- Associated Press - Wednesday, June 29, 2011

PARIS (AP) — France sent weapons this month to Libyan civilians under siege by Col. Moammar Gadhafi’s forces, a military spokesman said Wednesday, making it the first NATO country to announce it has armed rebel fighters.

The deliveries of guns, rocket-propelled grenades and munitions took place in early June in the western Nafusa Mountains, when Gadhafi forces had encircled civilians and his government refused a U.N request to allow in a humanitarian aid shipment, Col. Thierry Burkhard said.

After informing the United Nations, France dropped humanitarian aid including water, food and medical supplies to besieged civilians in the region, but the situation then deteriorated further, he said.

“So France also dropped equipment that allowed them to defend themselves — self-defense assets — which is to say weapons and munitions,” Col. Burkhard told the Associated Press by phone.

The weapons were parachuted in by air and included “self-defense assets” such as assault weapons, machine guns, rocket-propelled grenades and munitions, he said.

France and Britain, backed by the United States, have been among the main powers behind a monthslong NATO-led air campaign to protect civilians from assaults by Col. Gadhafi’s forces.

In Brussels, a NATO official said that until now, no alliance member had shipped weapons to the rebels since the fighting started in the North African country in March.

Officials in the West and beyond have debated whether the U.N. resolution in March that authorized a no-fly zone over Libya and NATO’s air campaign to protect civilians also left room for weapons shipments to rebels.

Italian Foreign Minister Franco Frattini has made the case that U.N. resolutions on Libya did not prohibit providing weapons to the rebels and said this spring that it was “morally justified” to aid the opposition.

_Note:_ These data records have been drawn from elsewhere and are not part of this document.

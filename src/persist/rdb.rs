// Copyright 2025 Vivian Voss. Licensed under the Apache License, Version 2.0.
// SPDX-License-Identifier: Apache-2.0

//! File-level orchestration around the binary snapshot codec in
//! [`crate::store::rdb`]: where the file lives, when the last save
//! happened, and whether the periodic interval has elapsed.

use std::fs::File;
use std::path::PathBuf;
use std::time::{Duration, Instant};

use log::info;

use crate::error::StoreResult;
use crate::store::{rdb, Dict};

/// Default interval between automatic background saves.
pub const DEFAULT_SAVE_INTERVAL: Duration = Duration::from_secs(300);

pub struct RdbManager {
    path: PathBuf,
    interval: Duration,
    last_save: Instant,
    /// Mutations since the last save. Tracked for parity with the original
    /// design's dirty counter; nothing currently reads it to gate a save —
    /// saves are triggered by `SAVE` or by the elapsed interval alone.
    dirty_count: u64,
}

impl RdbManager {
    pub fn new(path: PathBuf, interval: Duration) -> Self {
        RdbManager {
            path,
            interval,
            last_save: Instant::now(),
            dirty_count: 0,
        }
    }

    pub fn mark_dirty(&mut self) {
        self.dirty_count += 1;
    }

    pub fn dirty_count(&self) -> u64 {
        self.dirty_count
    }

    /// Writes `dict` to the RDB path, resetting the dirty counter and the
    /// save clock.
    pub fn save(&mut self, dict: &Dict) -> StoreResult<()> {
        let mut f = File::create(&self.path)?;
        rdb::save(dict, &mut f)?;
        self.last_save = Instant::now();
        self.dirty_count = 0;
        info!("RDB snapshot written to {:?} ({} entries)", self.path, dict.len());
        Ok(())
    }

    /// Loads the RDB file into `dict` if it exists, returning the number of
    /// entries loaded (0 if the file is absent — a fresh server with no
    /// prior snapshot).
    pub fn load(&self, dict: &mut Dict) -> StoreResult<usize> {
        match File::open(&self.path) {
            Ok(mut f) => rdb::load(dict, &mut f),
            Err(e) if e.kind() == std::io::ErrorKind::NotFound => Ok(0),
            Err(e) => Err(e.into()),
        }
    }

    /// Whether the periodic save interval has elapsed since the last save.
    pub fn interval_elapsed(&self) -> bool {
        self.last_save.elapsed() >= self.interval
    }

    /// Performs a save if the interval has elapsed. Called once per timer
    /// tick from the reactor.
    pub fn check_and_save(&mut self, dict: &Dict) -> StoreResult<bool> {
        if !self.interval_elapsed() {
            return Ok(false);
        }
        self.save(dict)?;
        Ok(true)
    }
}

#[cfg(test)]
mod rdb_test;
// Copyright 2025 Vivian Voss. Licensed under the Apache License, Version 2.0.
// SPDX-License-Identifier: Apache-2.0

//! Error types for kvstore operations.
//!
//! Provides structured error handling with detailed context for debugging.

use std::fmt;

/// Standard Result type for all kvstore operations.
pub type StoreResult<T> = Result<T, StoreError>;

/// Error types for kvstore operations.
#[derive(Debug, Clone)]
pub enum StoreError {
    /// Key exceeds the RDB loader's size guard.
    KeyTooLarge { len: usize, max: usize },

    /// Value exceeds the RDB loader's size guard.
    ValueTooLarge { len: usize, max: usize },

    /// RESP frame is malformed (bad sigil, non-digit length, argc over cap).
    ProtocolError { reason: String },

    /// Unknown command name in the dispatch table.
    UnknownCommand { name: String },

    /// Command invoked with the wrong number of arguments.
    WrongArity { command: String },

    /// RDB file is truncated or has an out-of-range length field.
    RdbCorrupted { reason: String },

    /// AOF replay hit a protocol error mid-file.
    AofCorrupted { reason: String, replayed: usize },

    /// A per-connection buffer could not grow within the hard cap.
    BufferCapacityExceeded { cap: usize },

    /// The replica slot table (128 entries) is full.
    SlaveCapacityExceeded,

    /// I/O error during a file or socket operation.
    Io { operation: String, reason: String },
}

impl fmt::Display for StoreError {
    fn fmt(&self, f: &mut fmt::Formatter<'_>) -> fmt::Result {
        match self {
            Self::KeyTooLarge { len, max } => {
                write!(f, "key length {} exceeds maximum {}", len, max)
            }
            Self::ValueTooLarge { len, max } => {
                write!(f, "value length {} exceeds maximum {}", len, max)
            }
            Self::ProtocolError { reason } => write!(f, "protocol error: {}", reason),
            Self::UnknownCommand { name } => write!(f, "unknown command '{}'", name),
            Self::WrongArity { command } => {
                write!(f, "wrong number of arguments for '{}'", command)
            }
            Self::RdbCorrupted { reason } => write!(f, "RDB file corrupted: {}", reason),
            Self::AofCorrupted { reason, replayed } => write!(
                f,
                "AOF corrupted after replaying {} commands: {}",
                replayed, reason
            ),
            Self::BufferCapacityExceeded { cap } => {
                write!(f, "buffer exceeded hard cap of {} bytes", cap)
            }
            Self::SlaveCapacityExceeded => write!(f, "replica slot table is full"),
            Self::Io { operation, reason } => {
                write!(f, "I/O error during '{}': {}", operation, reason)
            }
        }
    }
}

impl std::error::Error for StoreError {}

impl From<std::io::Error> for StoreError {
    fn from(err: std::io::Error) -> Self {
        StoreError::Io {
            operation: "unknown".to_string(),
            reason: err.to_string(),
        }
    }
}
// Copyright 2025 Vivian Voss. Licensed under the Apache License, Version 2.0.
// SPDX-License-Identifier: Apache-2.0

//! The single-threaded event loop: one `mio::Poll`, one `ConnectionTable`,
//! dispatch by [`ConnKind`]. Blocking operations (RDB save, AOF rewrite,
//! full-sync dump) stay synchronous on this thread rather than being
//! pushed to a worker pool — the server is small enough that a stall
//! during a save is an acceptable, bounded cost, and keeping everything on
//! one thread means no locking anywhere in [`crate::engine::Engine`].

use std::io::{self, Read, Write};
use std::time::Duration;

use log::{debug, info, warn};
use mio::net::{TcpListener, TcpStream};
use mio::{Events, Interest, Poll, Token};

use crate::config::Config;
use crate::engine::Engine;
use crate::error::StoreResult;
use crate::repl::{self, MasterMessage, Role};
use crate::resp::{self, reply};

use super::conn::{ConnId, ConnKind, Connection, ConnectionTable};
use super::listener::bind;

const LISTENER_TOKEN: Token = Token(0);
/// How often the maintenance tick (RDB interval check, AOF rewrite check)
/// runs, realized as a bounded `Poll::poll` timeout since mio carries no
/// timerfd-equivalent primitive.
const TICK_INTERVAL: Duration = Duration::from_secs(1);

pub struct Reactor {
    poll: Poll,
    listener: TcpListener,
    conns: ConnectionTable,
    next_id: u64,
    engine: Engine,
}

impl Reactor {
    pub fn new(config: Config) -> StoreResult<Self> {
        let mut engine = Engine::new(&config);
        engine.bootstrap()?;

        let poll = Poll::new()?;
        let mut listener = bind(config.socket_addr())?;
        poll.registry()
            .register(&mut listener, LISTENER_TOKEN, Interest::READABLE)?;

        info!("listening on {}", config.socket_addr());

        let mut reactor = Reactor {
            poll,
            listener,
            conns: ConnectionTable::new(),
            next_id: 1,
            engine,
        };

        if let Role::Slave {
            master_host,
            master_port,
        } = reactor.engine.role.clone()
        {
            reactor.connect_to_master(&master_host, master_port)?;
        }

        Ok(reactor)
    }

    pub fn local_addr(&self) -> io::Result<std::net::SocketAddr> {
        self.listener.local_addr()
    }

    /// Runs until the process is killed. Returns only on an unrecoverable
    /// I/O error from `Poll::poll` itself.
    pub fn run(&mut self) -> StoreResult<()> {
        let mut events = Events::with_capacity(1024);
        loop {
            match self.poll.poll(&mut events, Some(TICK_INTERVAL)) {
                Ok(()) => {}
                Err(e) if e.kind() == io::ErrorKind::Interrupted => continue,
                Err(e) => return Err(e.into()),
            }

            if events.is_empty() {
                self.on_tick();
                continue;
            }

            for event in events.iter() {
                if event.token() == LISTENER_TOKEN {
                    self.accept_loop();
                    continue;
                }
                let id = ConnId::from_token(event.token());
                if event.is_readable() {
                    self.on_readable(id);
                }
                if event.is_writable() {
                    self.on_writable(id);
                }
            }

            self.on_tick();
        }
    }

    fn next_conn_id(&mut self) -> ConnId {
        let id = ConnId::from_raw(self.next_id);
        self.next_id += 1;
        id
    }

    fn accept_loop(&mut self) {
        loop {
            let (mut socket, addr) = match self.listener.accept() {
                Ok(pair) => pair,
                Err(e) if e.kind() == io::ErrorKind::WouldBlock => return,
                Err(e) => {
                    warn!("accept failed: {}", e);
                    return;
                }
            };

            let mut peek_buf = [0u8; repl::PEEK_LEN];
            let peeked = socket.peek(&mut peek_buf).unwrap_or(0);
            let is_slave = repl::is_psync_handshake(&peek_buf[..peeked]);

            let id = self.next_conn_id();
            if let Err(e) = self
                .poll
                .registry()
                .register(&mut socket, id.as_token(), Interest::READABLE)
            {
                warn!("failed to register new connection from {}: {}", addr, e);
                continue;
            }

            let kind = if is_slave { ConnKind::Slave } else { ConnKind::Client };
            let mut conn = Connection::new(id, kind, socket);
            if is_slave {
                match self.engine.slaves.add(id) {
                    Ok(()) => {
                        info!("slave attached from {}", addr);
                        if conn
                            .queue_write(&repl::build_full_sync_dump(&self.engine.dict))
                            .is_err()
                        {
                            warn!("full-sync dump for slave from {} exceeds write buffer cap", addr);
                            self.engine.slaves.remove(id);
                            let _ = self.poll.registry().deregister(&mut conn.socket);
                            continue;
                        }
                    }
                    Err(e) => {
                        warn!("rejecting slave from {}: {}", addr, e);
                        let _ = self.poll.registry().deregister(&mut conn.socket);
                        continue;
                    }
                }
            } else {
                debug!("client connected from {}", addr);
            }
            self.conns.insert(conn);
            self.flush_pending_writes(id);
        }
    }

    fn on_readable(&mut self, id: ConnId) {
        let kind = match self.conns.get(id) {
            Some(c) => c.kind,
            None => return,
        };

        loop {
            let Some(conn) = self.conns.get_mut(id) else { return };
            if let Err(e) = conn.read_buf.ensure_headroom() {
                warn!("connection {:?} exceeded buffer cap: {}", id, e);
                self.drop_connection(id);
                return;
            }
            let n = match conn.socket.read(conn.read_buf.spare_mut()) {
                Ok(0) => {
                    self.drop_connection(id);
                    return;
                }
                Ok(n) => n,
                Err(e) if e.kind() == io::ErrorKind::WouldBlock => break,
                Err(e) => {
                    debug!("connection {:?} read error: {}", id, e);
                    self.drop_connection(id);
                    return;
                }
            };
            conn.read_buf.commit(n);
        }

        match kind {
            ConnKind::Client => self.drain_client_frames(id),
            ConnKind::Slave => { /* slaves never send frames back on this link */ }
            ConnKind::MasterLink => self.drain_master_messages(id),
            ConnKind::Listener => unreachable!("listener never registers for per-connection reads"),
        }

        self.flush_pending_writes(id);
    }

    fn drain_client_frames(&mut self, id: ConnId) {
        loop {
            let Some(conn) = self.conns.get_mut(id) else { return };
            if conn.read_buf.is_empty() {
                return;
            }
            match resp::parse_frame(conn.read_buf.filled()) {
                Ok(None) => return,
                Ok(Some((args, consumed))) => {
                    let raw = conn.read_buf.filled()[..consumed].to_vec();
                    conn.read_buf.consume(consumed);
                    let result = self.engine.apply_client_command(&raw, &args);
                    if let Some(conn) = self.conns.get_mut(id) {
                        if conn.queue_write(&result.reply).is_err() {
                            warn!("connection {:?} exceeded write buffer cap", id);
                            self.drop_connection(id);
                            return;
                        }
                    }
                    if result.should_feed {
                        self.feed_slaves(&raw);
                    }
                }
                Err(_) => {
                    let filled = conn.read_buf.filled().to_vec();
                    match resp::find_resync_point(&filled[1..]) {
                        Some(junk) => conn.read_buf.consume(junk + 1),
                        None => conn.read_buf.consume(filled.len()),
                    }
                    if let Some(conn) = self.conns.get_mut(id) {
                        if conn
                            .queue_write(&reply::error("protocol error, resynchronizing"))
                            .is_err()
                        {
                            warn!("connection {:?} exceeded write buffer cap", id);
                            self.drop_connection(id);
                            return;
                        }
                    }
                }
            }
        }
    }

    fn drain_master_messages(&mut self, id: ConnId) {
        loop {
            let Some(conn) = self.conns.get_mut(id) else { return };
            if conn.read_buf.is_empty() {
                return;
            }
            match repl::parse_master_message(conn.read_buf.filled()) {
                Ok(None) => return,
                Ok(Some((msg, consumed))) => {
                    conn.read_buf.consume(consumed);
                    match &msg {
                        MasterMessage::Command(args) => self.engine.apply_from_master(args),
                        MasterMessage::FullSyncStart | MasterMessage::Ok => {
                            debug!("master link marker: {:?}", msg);
                        }
                    }
                }
                Err(e) => {
                    warn!("master link {:?} protocol error: {}, dropping link", id, e);
                    self.drop_connection(id);
                    return;
                }
            }
        }
    }

    fn feed_slaves(&mut self, raw_frame: &[u8]) {
        let conns = &mut self.conns;
        let mut overflowed = Vec::new();
        repl::feed_slaves(&mut self.engine.slaves, raw_frame, |slave_id, frame| {
            match conns.get_mut(slave_id) {
                Some(conn) => match conn.queue_write(frame) {
                    Ok(()) => true,
                    Err(_) => {
                        overflowed.push(slave_id);
                        false
                    }
                },
                None => false,
            }
        });
        for id in overflowed {
            warn!("slave {:?} exceeded write buffer cap, dropping", id);
            self.drop_connection(id);
        }
    }

    fn on_writable(&mut self, id: ConnId) {
        self.flush_pending_writes(id);
    }

    fn flush_pending_writes(&mut self, id: ConnId) {
        let Some(conn) = self.conns.get_mut(id) else { return };
        if conn.write_buf.is_empty() {
            return;
        }
        match conn.socket.write(conn.write_buf.as_slice()) {
            Ok(n) => {
                conn.write_buf.drain_front(n);
            }
            Err(e) if e.kind() == io::ErrorKind::WouldBlock => {}
            Err(e) => {
                debug!("connection {:?} write error: {}", id, e);
                self.drop_connection(id);
                return;
            }
        }
        let want_writable = !conn.write_buf.is_empty();
        let interest = if want_writable {
            Interest::READABLE | Interest::WRITABLE
        } else {
            Interest::READABLE
        };
        let _ = self
            .poll
            .registry()
            .reregister(&mut conn.socket, id.as_token(), interest);
    }

    fn drop_connection(&mut self, id: ConnId) {
        if let Some(mut conn) = self.conns.remove(id) {
            let _ = self.poll.registry().deregister(&mut conn.socket);
            if conn.kind == ConnKind::Slave {
                self.engine.slaves.remove(id);
            }
        }
    }

    fn on_tick(&mut self) {
        if let Err(e) = self.engine.on_timer_tick() {
            warn!("maintenance tick failed: {}", e);
        }
    }

    /// Best-effort synchronous connect to a master, with no backoff: a
    /// failed connect here is logged and the server starts anyway as an
    /// unattached slave, matching the accepted reconnect design.
    fn connect_to_master(&mut self, host: &str, port: u16) -> StoreResult<()> {
        let addr = format!("{}:{}", host, port)
            .parse()
            .map_err(|e| crate::error::StoreError::ProtocolError {
                reason: format!("invalid master address {}:{}: {}", host, port, e),
            })?;
        let mut socket = match TcpStream::connect(addr) {
            Ok(s) => s,
            Err(e) => {
                warn!("could not connect to master {}:{}: {}", host, port, e);
                return Ok(());
            }
        };
        let id = self.next_conn_id();
        self.poll
            .registry()
            .register(&mut socket, id.as_token(), Interest::READABLE | Interest::WRITABLE)?;
        let mut conn = Connection::new(id, ConnKind::MasterLink, socket);
        let _ = conn.queue_write(b"PSYNC\r\n");
        self.conns.insert(conn);
        self.flush_pending_writes(id);
        info!("connecting to master at {}:{}", host, port);
        Ok(())
    }
}

#[cfg(test)]
mod loop_test;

Meanwhile, in London ib Wednesday, British Foreign Secretary William Hague said Libya’s cash-strapped opposition has received donor funds to pay salaries to public-sector workers in rebel-held areas.

Last week, a first payment of $100 million in international aid money was made to Libya’s main opposition group, based in the eastern city of Benghazi, Mr. Hague told lawmakers.

He said a meeting of the contact group in Istanbul next month would seek to ensure “the international community is ready to support the Libyan people in building a stable future.”

Libya’s Transitional National Council said that funds would be used to pay teachers, street cleaners and other workers providing essential services.

Opposition Finance Minister Ali Tarhouni has made repeated pleas for urgent funds and warned on Tuesday that hospitals in Benghazi were running low on medical supplies.

Slobodan Lekic contributed to this report from Brussels.